The ReStor (Alcon Labs, Fort Worth, Texas) pseudoaccommodating multifocal IOL was approved for use by the FDA in April 2005. This IOL uses an apodization process to create concentric steps on the lens surface -- thereby creating a hybrid diffractive-refractive optic to provide balanced distance and near vision. Anja Liekfeld, MD, discussed the 1-year results for 118 patients who underwent bilateral implantation of the ReStor IOL. UCDVA and BCDVA of 20/25 or better were achieved in 84% and 97% of eyes, respectively. UCNVA was ≥ 20/32 in 88% and DCNVA was 20/32 or better in 93% of eyes. At the 6-month postoperative visit, 88% reported never wearing glasses for distance and 85% for near, as compared with 6% prior to surgery. In another series, 25 patients who received bilateral ReStor IOLs functioned comfortably without glasses for both near and distance activities, reported Robert Kaufer, MD. Near vision was considered excellent/very good in 96% and good in 4% of patients. All patients found their distance vision to be excellent/very good and expressed spectacle independence. Several other papers were presented which showed similar visual results. A quality-of-life study comparing patients with bilateral ReStor IOLs to those with bilateral AcrySof MA60BM IOLs was presented by Robert Cionni, MD. Both groups showed similar reductions in glare complaints following cataract surgery. The ReStor patients reported significantly less limitation in social activities without glasses and experienced overall greater satisfaction. Andrew Maxwell, MD, found no significant difference between ReStor and AcrySof patients with regard to photopic/mesopic contrast sensitivity and performance in a night driving simulator.

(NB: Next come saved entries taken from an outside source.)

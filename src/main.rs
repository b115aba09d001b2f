use std::error::Error;
use std::path::PathBuf;

use clap::Parser;
use log::info;
use ndarray::Axis;

use kite_calc::metrics::COLUMNS;
use kite_calc::{FlightLog, FlightSummary, SimConfig, Simulation, UpdateStatus};

/// Headless delta-kite flight simulation.
#[derive(Parser, Debug)]
#[command(name = "kite_sim", version, about)]
struct Cli {
    /// YAML configuration file; built-in defaults when omitted
    #[arg(short, long)]
    config: Option<PathBuf>,

    /// Simulated time (s)
    #[arg(short, long, default_value_t = 20.0)]
    duration: f64,

    /// Frame timestep (s)
    #[arg(long, default_value_t = 1.0 / 60.0)]
    dt: f64,

    /// Wind speed override (km/h)
    #[arg(short, long)]
    wind: Option<f64>,

    /// Constant bar input in [-1, 1], positive steers right
    #[arg(short, long, default_value_t = 0.0, allow_hyphen_values = true)]
    bar_rotation: f64,

    /// Print a progress line every N frames (0 disables)
    #[arg(short, long, default_value_t = 60)]
    report_every: u64,

    /// Debug-level logging
    #[arg(short, long)]
    verbose: bool,
}

fn main() -> Result<(), Box<dyn Error>> {
    let cli = Cli::parse();

    let level = if cli.verbose { "debug" } else { "info" };
    env_logger::Builder::from_env(env_logger::Env::default().default_filter_or(level)).init();

    let mut config = match &cli.config {
        Some(path) => SimConfig::from_file(path)?,
        None => SimConfig::default(),
    };
    if let Some(speed) = cli.wind {
        config.wind.speed_kmh = speed;
    }
    if !(cli.dt.is_finite() && cli.dt > 0.0) {
        return Err(format!("--dt must be positive, got {}", cli.dt).into());
    }

    let ground = config.controller.pilot_position.y;
    let mut sim = Simulation::new(config)?;
    sim.control_mut().set_rotation(cli.bar_rotation);

    println!("===================================================");
    println!("Delta Kite Flight Simulation (kite_calc {})", kite_calc::VERSION);
    println!("===================================================");
    print_setup(sim.config());

    let frames = (cli.duration.max(0.0) / cli.dt).ceil() as u64;
    info!("running {} frames of {:.4} s", frames, cli.dt);

    let mut log = FlightLog::with_ground(ground);
    for frame in 1..=frames {
        let status = sim.update(cli.dt);
        let snapshot = sim.snapshot();
        log.record(&snapshot);

        if cli.report_every > 0 && frame % cli.report_every == 0 {
            let p = snapshot.position;
            let marker = match status {
                UpdateStatus::Stepped => "",
                UpdateStatus::RolledBack(_) => "  [rolled back]",
            };
            println!(
                "t={:6.2}s  pos=({:6.2}, {:6.2}, {:7.2})  zone={:<10}  tension L/R={:6.1}/{:6.1} N{}",
                snapshot.time,
                p.x,
                p.y,
                p.z,
                snapshot.zone.to_string(),
                snapshot.tensions[0],
                snapshot.tensions[1],
                marker
            );
        }
    }

    println!();
    match log.summary(sim.faults()) {
        Ok(summary) => print_summary(&summary),
        Err(msg) => println!("No summary: {msg}"),
    }
    print_column_means(&log);

    Ok(())
}

fn print_setup(config: &SimConfig) {
    println!("Setup:");
    println!("  kite mass     = {:.3} kg", config.kite.mass);
    println!("  line length   = {:.1} m", config.lines.length);
    println!(
        "  bridles       = nose {:.2} / inter {:.2} / center {:.2} m",
        config.bridles.lengths.nose, config.bridles.lengths.inter, config.bridles.lengths.center
    );
    println!(
        "  wind          = {:.1} km/h towards {:.0}°, turbulence {:.2}",
        config.wind.speed_kmh, config.wind.direction_deg, config.wind.turbulence
    );
    println!(
        "  solver        = {} passes, {:?} control points",
        config.solver.iterations, config.solver.control_point_model
    );
    println!();
}

fn print_summary(summary: &FlightSummary) {
    println!("Flight Summary:");
    println!("  Frames:            {}", summary.frames);
    println!("  Duration:          {:.2} s", summary.duration);
    println!("  Max speed:         {:.2} m/s", summary.max_speed);
    println!("  Mean speed:        {:.2} m/s", summary.mean_speed);
    println!("  Altitude range:    {:.2} .. {:.2} m", summary.min_altitude, summary.max_altitude);
    println!("  Mean tension:      {:.2} N", summary.mean_tension);
    println!("  Max tension:       {:.2} N", summary.max_tension);
    println!("  Worst constraint:  {:.2e} m", summary.worst_constraint_error);
    println!("  Rolled-back steps: {}", summary.faults);
}

fn print_column_means(log: &FlightLog) {
    let Some(means) = log.to_array().mean_axis(Axis(0)) else {
        return;
    };
    println!();
    println!("Column means:");
    for (name, value) in COLUMNS.iter().zip(means.iter()) {
        println!("  {:<14} {:>12.4}", name, value);
    }
}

The Array (Advanced Medical Optics, Santa Ana, California) silicone multifocal IOL, a well-established FDA-approved lens, uses refractive optics with concentric optical zones weighted for near and distance focal points. The Array 2 is a new multifocal IOL made of acrylic, rather than silicone. Magda Rau, MD, compared visual results in 40 patients with bilaterally implanted Array IOLs to those in 40 patients with bilateral Array 2 IOLs. Visual outcomes were very similar between groups, with mean UCDVAs of 0.72 for the Array and 0.73 for the Array2. Mean UCNVAs were 0.72 and 0.68 for the Array and Array 2 groups, respectively, with 35% and 39% expressing spectacle independence. Glare complaints were reduced by 69% with the acrylic IOL. Dr. Rau also presented results for 11 patients receiving bilateral Tecnis (Advanced Medical Optics) multifocal IOLs. Mean UCDVA was 0.92 and mean BCDVA was 0.98. The mean UCNVA was 0.92, with 82% of patients achieving spectacle independence. Eighteen percent complained of disturbing haloes and 9% of glare. All patients were satisfied with the surgical outcome. These studies show promising results for accommodating and pseudoaccommodating IOL technology.

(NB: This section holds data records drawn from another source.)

impl ConstraintSolver {
    pub fn new(params: SolverParams, bridles: BridleSet, lines: &LineParams, kite_mass: f64) -> Self {
        let point_inv_mass = match params.control_point_model {
            ControlPointModel::Geometric => 0.0,
            ControlPointModel::Weighted => 1.0 / (params.control_point_mass_ratio * kite_mass),
        };
        let line = Line::from_params(lines);
        Self {
            params,
            bridles,
            lines: [line, line],
            point_inv_mass,
        }
    }

    pub fn params(&self) -> &SolverParams {
        &self.params
    }

    pub fn bridles(&self) -> &BridleSet {
        &self.bridles
    }

    pub fn line(&self, side: Side) -> &Line {
        &self.lines[side.index()]
    }

    pub fn model(&self) -> ControlPointModel {
        self.params.control_point_model
    }

    pub fn set_bridle_lengths(&mut self, lengths: BridleLengths) {
        self.bridles.lengths = lengths;
    }

    pub fn set_line_length(&mut self, length: f64) {
        for line in &mut self.lines {
            line.rest_length = length;
        }
    }

    /// Control point satisfying all three bridles of `side` for the current
    /// kite pose.
    pub fn trilaterate_control_point(&self, kite: &KiteBody, side: Side) -> Vec3 {
        let [(a, ra), (b, rb), (c, rc)] = self.bridles.bridles(side);
        trilaterate_3d(kite.world_point(a), ra, kite.world_point(b), rb, kite.world_point(c), rc)
    }

    /// Fresh control points for the current pose, at rest, inside the lines.
    pub fn initialize_control_points(&self, kite: &KiteBody, handles: &HandlePair) -> ControlPoints {
        let place = |side: Side| ControlPoint {
            position: project_onto_line_sphere(
                self.trilaterate_control_point(kite, side),
                handles.get(side),
                self.lines[side.index()].rest_length,
            ),
            velocity: Vec3::zero(),
            inv_mass: self.point_inv_mass,
        };
        ControlPoints::new(place(Side::Left), place(Side::Right))
    }

    /// Runs the configured number of passes on the tentative kite state.
    ///
    /// Line tensions are read from the tentative control points before any
    /// correction. Geometric control points move rigidly with the kite;
    /// weighted ones get the step displacement over `dt`. The kite loses
    /// its outward speed along every line left taut.
    pub fn solve(
        &mut self,
        kite: &mut KiteBody,
        points: &mut ControlPoints,
        handles: &HandlePair,
        dt: f64,
    ) -> Result<SolveReport, NumericFault> {
        let start = points.positions();

        for side in Side::BOTH {
            let candidate = self.trilaterate_control_point(kite, side);
            let line = &mut self.lines[side.index()];
            line.tension = constraint_tension(candidate.distance(&handles.get(side)), line.rest_length, line.stiffness);
        }

        let mut grounded = false;
        for iteration in 0..self.params.iterations {
            // 1. line-feasible targets from the current pose
            for side in Side::BOTH {
                let candidate = self.trilaterate_control_point(kite, side);
                points.get_mut(side).position =
                    project_onto_line_sphere(candidate, handles.get(side), self.lines[side.index()].rest_length);
            }
            points.check_finite(Stage::Constraint)?;

            // 2. bridle corrections, alternating sides between passes
            let order = if iteration % 2 == 0 { Side::BOTH } else { [Side::Right, Side::Left] };
            for side in order {
                self.correct_bridles(kite, points.get_mut(side), side, dt)?;
            }

            // 3. lines last
            for side in Side::BOTH {
                self.settle_control_point(kite, points, handles, side);
            }
            points.check_finite(Stage::Constraint)?;

            // 4. ground
            grounded |= self.follow_ground(kite, points, handles);
            kite.state.check_finite(Stage::Constraint)?;
        }

        if dt > 0.0 {
            self.stop_line_separation(kite, points, handles, dt);
            for side in Side::BOTH {
                let velocity = self.control_point_velocity(kite, points.get(side), start[side.index()], dt);
                points.get_mut(side).velocity = velocity;
            }
        }
        kite.state.check_finite(Stage::Constraint)?;
        points.check_finite(Stage::Constraint)?;

        if grounded {
            debug!("kite in ground contact at y = {:.3} m", kite.position().y);
        }
        let diagnostics = self.measure(kite, points, handles);
        trace!(
            "solve: max error {:.2e} m, avg error {:.2e} m, tensions {:.1}/{:.1} N",
            diagnostics.max_error,
            diagnostics.avg_error,
            self.lines[0].tension,
            self.lines[1].tension
        );
        Ok(SolveReport {
            diagnostics,
            tensions: [self.lines[0].tension, self.lines[1].tension],
            grounded,
        })
    }

    /// Applies every over-extended bridle of `side` to the kite (and, for
    /// weighted points, to the point).
    fn correct_bridles(
        &self,
        kite: &mut KiteBody,
        point: &mut ControlPoint,
        side: Side,
        dt: f64,
    ) -> Result<(), NumericFault> {
        let ratio = self.params.max_correction_ratio;
        let weights = BodyWeights {
            inv_mass: kite.inv_mass(),
            inv_inertia: kite.inv_inertia(),
        };

        for (anchor_point, rest_length) in self.bridles.bridles(side) {
            let anchor = kite.world_point(anchor_point);
            let constraint = MaxDistance {
                anchor,
                offset: anchor - kite.position(),
                rest_length,
            };
            let Some(correction) = constraint.correct(&point.position, &weights, point.inv_mass, ratio) else {
                continue;
            };

            kite.state.position += correction.translation;
            kite.state.orientation = kite
                .state
                .orientation
                .perturbed(&correction.rotation)
                .ok_or(NumericFault::new(Stage::Constraint, Quantity::Orientation))?;
            point.position += correction.point_shift;

            let anchor_velocity = kite.point_velocity(&constraint.offset);
            let point_velocity = match self.params.control_point_model {
                ControlPointModel::Geometric => kite.point_velocity(&(point.position - kite.position())),
                ControlPointModel::Weighted => point.velocity,
            };
            if let Some(impulse) = constraint.separation_impulse(
                &correction.normal,
                &anchor_velocity,
                &point_velocity,
                &weights,
                point.inv_mass,
                ratio,
                dt,
            ) {
                kite.state.velocity += impulse.linear;
                kite.state.angular_velocity += impulse.angular;
                point.velocity += impulse.point;
            }

            kite.state.check_finite(Stage::Constraint)?;
            if !point.is_finite() {
                return Err(NumericFault::new(Stage::Constraint, Quantity::ControlPoint(side)));
            }
        }
        Ok(())
    }

    fn control_point_velocity(&self, kite: &KiteBody, point: &ControlPoint, start: Vec3, dt: f64) -> Vec3 {
        match self.params.control_point_model {
            ControlPointModel::Geometric => kite.point_velocity(&(point.position - kite.position())),
            ControlPointModel::Weighted => (point.position - start) / dt,
        }
    }

    /// Cancels the speed with which the kite carries a taut line's control
    /// point away from its handle.
    fn stop_line_separation(&self, kite: &mut KiteBody, points: &ControlPoints, handles: &HandlePair, dt: f64) {
        let weights = BodyWeights {
            inv_mass: kite.inv_mass(),
            inv_inertia: kite.inv_inertia(),
        };
        for side in Side::BOTH {
            let point = points.get(side).position;
            let handle = handles.get(side);
            let rest_length = self.lines[side.index()].rest_length;
            if point.distance(&handle) < rest_length * (1.0 - TAUT_TOLERANCE) {
                continue;
            }
            let Some(towards_handle) = (handle - point).normalized() else {
                continue;
            };
            let line = MaxDistance {
                anchor: point,
                offset: point - kite.position(),
                rest_length,
            };
            let point_velocity = kite.point_velocity(&line.offset);
            if let Some(impulse) = line.separation_impulse(
                &towards_handle,
                &point_velocity,
                &Vec3::zero(),
                &weights,
                0.0,
                self.params.max_correction_ratio,
                dt,
            ) {
                kite.state.velocity += impulse.linear;
                kite.state.angular_velocity += impulse.angular;
            }
        }
    }

    fn settle_control_point(&self, kite: &KiteBody, points: &mut ControlPoints, handles: &HandlePair, side: Side) {
        let point = points.get_mut(side);
        let settled = match self.params.control_point_model {
            ControlPointModel::Geometric => self.trilaterate_control_point(kite, side),
            ControlPointModel::Weighted => point.position,
        };
        point.position = project_onto_line_sphere(settled, handles.get(side), self.lines[side.index()].rest_length);
    }

    /// Ground collision, carrying the control points along with any push.
    fn follow_ground(&self, kite: &mut KiteBody, points: &mut ControlPoints, handles: &HandlePair) -> bool {
        let before = kite.position();
        if !self.handle_ground_collision(kite) {
            return false;
        }
        let push = kite.position() - before;
        for side in Side::BOTH {
            let point = points.get_mut(side);
            point.position =
                project_onto_line_sphere(point.position + push, handles.get(side), self.lines[side.index()].rest_length);
        }
        true
    }

    /// Lifts the kite so that its lowest point sits at the minimum height,
    /// kills downward velocity, applies friction and snaps residual drift to
    /// zero. Returns whether there was contact.
    pub fn handle_ground_collision(&self, kite: &mut KiteBody) -> bool {
        let (point, lowest) = kite.lowest_point();
        let ground = self.params.ground_min_height;
        if lowest.y >= ground {
            return false;
        }

        let penetration = ground - lowest.y;
        kite.state.position.y += penetration + GROUND_EPSILON;

        let velocity = &mut kite.state.velocity;
        if velocity.y < 0.0 {
            velocity.y = 0.0;
        }
        velocity.x *= self.params.ground_friction;
        velocity.z *= self.params.ground_friction;
        if velocity.magnitude() < self.params.velocity_snap {
            *velocity = Vec3::zero();
        }
        trace!("ground contact at {point}, penetration {penetration:.4} m");
        true
    }

    /// Excess length of every bridle and line.
    pub fn measure(&self, kite: &KiteBody, points: &ControlPoints, handles: &HandlePair) -> ConstraintDiagnostics {
        let mut max_error: f64 = 0.0;
        let mut total = 0.0;
        let mut count = 0usize;
        let mut record = |excess: f64| {
            let error = excess.max(0.0);
            max_error = max_error.max(error);
            total += error;
            count += 1;
        };

        for side in Side::BOTH {
            let point = points.get(side).position;
            for (anchor, rest_length) in self.bridles.bridles(side) {
                record(kite.world_point(anchor).distance(&point) - rest_length);
            }
            record(point.distance(&handles.get(side)) - self.lines[side.index()].rest_length);
        }

        ConstraintDiagnostics {
            max_error,
            avg_error: if count > 0 { total / count as f64 } else { 0.0 },
            iterations: self.params.iterations,
        }
    }
}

David Chang, MD, and colleagues characterized a newly recognized, small pupil syndrome associated with cataract surgery, the intraoperative floppy iris. Intraoperative floppy-iris syndrome (IFIS) is associated with the systemic use of alpha-1 receptor antagonists, such as tamsulosin, and is characterized by iris billowing, prolapse, and progressive intraoperative miosis. Their retrospective chart review of 706 cases determined the frequency of tamsulosin use and the percentage of patients manifesting IFIS. They also performed a prospective study of 900 cases with a similar analysis. Three percent of patients and 3% of eyes in the retrospective study were taking tamsulosin for benign prostatic hypertrophy (BPH), of which 64% demonstrated IFIS. The prospective arm had 2.3% of patients manifesting IFIS. Nineteen of these 21 eyes were taking tamsulosin. Surgical management included pupil stretching, sphincterotomies, viscodilation, iris hooks, and mechanical pupil dilators (eg, Perfect Pupil). The authors found pupil stretching and sphincterotomies to be ineffective management tools. They also found posterior capsule rupture to be more common in eyes with IFIS. Specific preoperative questioning with regard to tamsulosin use with subsequent surgical planning is recommended.